Ulrich Bodenhofer, Sepp Hochreiter,
"Utilizing Private Variants in Large Genome-Wide Association Studies: Issues, Techniques, Experiences"
: ASHG 2014 Proceedings, 2014
Utilizing Private Variants in Large Genome-Wide Association Studies: Issues, Techniques, Experiences
Sprache des Titels:
ASHG 2014 Proceedings
High-throughput sequencing technologies have facilitated the identification of large numbers of single-nucleotide variations (SNVs), many of which have already been proven to be associated with diseases or other complex traits. Several large sequencing studies, such as, the 1000 Genomes Project, the UK10K project, or the NHLBI-Exome Sequencing Project, have consistently reported a large proportion of private SNVs, that is, variants that are unique to a family or even a single individual. The role that private SNVs play in diseases and other traits is currently poorly understood ? which is largely due to the fact that it is statistically very challenging to consider private SNVs in association testing. While it is generally impossible to use single-marker tests for private SNVs, burden tests are potentially able to deal with private SNVs, but only if the number of private SNVs occurring in a region is correlated with the trait under consideration. Moreover, burden tests have a disadvantage if deleterious and protective SNVs occur together in the same region.
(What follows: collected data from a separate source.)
//! Shared test helpers for creating Downloader instances and fake endpoints in tests.

use crate::config::Config;
use crate::downloader::{CatalogItem, Downloader, MediaCatalog, ResolvedAudio};
use crate::error::{Error, Result};
use crate::stream::{AudioQuality, StreamVariant};
use crate::types::{DownloadTask, ItemId, ProgressCallback, TaskStatus};
use async_trait::async_trait;
use std::collections::{HashMap, HashSet};
use std::path::PathBuf;
use std::sync::atomic::{AtomicUsize, Ordering};
use std::sync::{Arc, Mutex};
use tempfile::{TempDir, tempdir};
use tokio::io::{AsyncReadExt, AsyncWriteExt};
use tokio::net::TcpListener;

/// Config writing into `<temp>/downloads` with the given concurrency limit
pub(crate) fn test_config(temp_dir: &TempDir, max_concurrent: usize) -> Config {
    let mut config = Config::default();
    config.download.download_dir = temp_dir.path().join("downloads");
    config.download.max_concurrent_downloads = max_concurrent;
    config
}

/// Helper to create a test Downloader instance.
/// Returns the downloader and the tempdir (which must be kept alive).
pub(crate) fn create_test_downloader(max_concurrent: usize) -> (Downloader, TempDir) {
    let temp_dir = tempdir().unwrap();
    let downloader = Downloader::new(test_config(&temp_dir, max_concurrent)).unwrap();
    (downloader, temp_dir)
}

/// Deterministic payload of `len` bytes
pub(crate) fn payload(len: usize) -> Vec<u8> {
    (0..len).map(|i| (i % 251) as u8).collect()
}

/// Serve every connection a 200 response that declares `declared` bytes,
/// sends only `body`, then closes the connection.
pub(crate) async fn spawn_truncated_server(declared: usize, body: Vec<u8>) -> String {
    let listener = TcpListener::bind("127.0.0.1:0").await.unwrap();
    let addr = listener.local_addr().unwrap();

    tokio::spawn(async move {
        while let Ok((mut socket, _)) = listener.accept().await {
            // Consume the request head before answering
            let mut request = Vec::new();
            let mut buf = [0u8; 1024];
            while !request.windows(4).any(|w| w == b"\r\n\r\n") {
                match socket.read(&mut buf).await {
                    Ok(0) | Err(_) => break,
                    Ok(n) => request.extend_from_slice(&buf[..n]),
                }
            }

            let head = format!(
                "HTTP/1.1 200 OK\r\nContent-Length: {}\r\nContent-Type: application/octet-stream\r\nConnection: close\r\n\r\n",
                declared
            );
            let _ = socket.write_all(head.as_bytes()).await;
            let _ = socket.write_all(&body).await;
            let _ = socket.flush().await;
            let _ = socket.shutdown().await;
        }
    });

    format!("http://{}/truncated.m4s", addr)
}

/// Records every progress notification
#[derive(Default)]
pub(crate) struct ProgressLog {
    events: Mutex<Vec<DownloadTask>>,
}

impl ProgressLog {
    pub(crate) fn callback(self: &Arc<Self>) -> ProgressCallback {
        let log = Arc::clone(self);
        Arc::new(move |task: &DownloadTask| {
            log.events.lock().unwrap().push(task.clone());
        })
    }

    pub(crate) fn events(&self) -> Vec<DownloadTask> {
        self.events.lock().unwrap().clone()
    }

    /// File names in the order their tasks reached a terminal state
    pub(crate) fn finish_order(&self) -> Vec<String> {
        self.events()
            .into_iter()
            .filter(|t| t.status.is_terminal())
            .map(|t| t.file_name)
            .collect()
    }
}

/// Tracks how many transfers are in `Downloading` at the same time
#[derive(Default)]
pub(crate) struct ConcurrencyProbe {
    active: Mutex<HashSet<PathBuf>>,
    peak: AtomicUsize,
}

impl ConcurrencyProbe {
    pub(crate) fn callback(self: &Arc<Self>) -> ProgressCallback {
        let probe = Arc::clone(self);
        Arc::new(move |task: &DownloadTask| {
            let mut active = probe.active.lock().unwrap();
            match task.status {
                TaskStatus::Downloading => {
                    active.insert(task.destination_path.clone());
                    probe.peak.fetch_max(active.len(), Ordering::SeqCst);
                }
                TaskStatus::Completed | TaskStatus::Failed => {
                    active.remove(&task.destination_path);
                }
                TaskStatus::Pending => {}
            }
        })
    }

    pub(crate) fn peak(&self) -> usize {
        self.peak.load(Ordering::SeqCst)
    }
}

/// In-memory catalog: items with a stream URL resolve, the rest fail
pub(crate) struct StaticCatalog {
    pub(crate) items: Vec<CatalogItem>,
    pub(crate) streams: HashMap<ItemId, String>,
}

impl StaticCatalog {
    /// `titles[i]` becomes item id `i + 1`; ids in `unresolvable` get no stream
    pub(crate) fn new(base_url: &str, titles: &[&str], unresolvable: &[i64]) -> Self {
        let mut items = Vec::new();
        let mut streams = HashMap::new();
        for (i, title) in titles.iter().enumerate() {
            let id = ItemId(i as i64 + 1);
            items.push(CatalogItem {
                id,
                bvid: format!("BV{}", id),
                title: title.to_string(),
            });
            if !unresolvable.contains(&id.get()) {
                streams.insert(id, format!("{}/audio/{}.m4s", base_url, id));
            }
        }
        Self { items, streams }
    }
}

#[async_trait]
impl MediaCatalog for StaticCatalog {
    async fn list_items(&self) -> Result<Vec<CatalogItem>> {
        Ok(self.items.clone())
    }

    async fn resolve_audio(
        &self,
        item: &CatalogItem,
        ceiling: Option<AudioQuality>,
    ) -> Result<ResolvedAudio> {
        let url = self.streams.get(&item.id).ok_or_else(|| Error::NoStream {
            item: item.title.clone(),
        })?;
        let quality = ceiling
            .map(|c| c.min(AudioQuality::K192))
            .unwrap_or(AudioQuality::K192);

        Ok(ResolvedAudio {
            title: item.title.clone(),
            page_index: 0,
            variant: StreamVariant {
                url: url.clone(),
                backup_urls: Vec::new(),
                quality_id: quality.id(),
                quality: Some(quality),
            },
        })
    }
}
Non-burden tests like the popular SNP-set (Sequence) Kernel Association Test (SKAT) are typically utilizing correlations between SNVs ? a strategy that is not applicable to private SNVs either, since singular events are generally uncorrelated. We propose the Position-Dependent Kernel Association Test (PODKAT), which is designed for detecting associations of very rare and private SNVs with the trait under consideration even if the burden scores are not correlated with the trait. PODKAT assumes that, the closer two SNVs are on the genome, the more likely they have similar effects on the trait under consideration. This assumption is fulfilled as long as deleterious, neutral, and protective variants are grouped sufficiently well along the genome. This contribution focuses on the use of PODKAT for large whole-genome studies.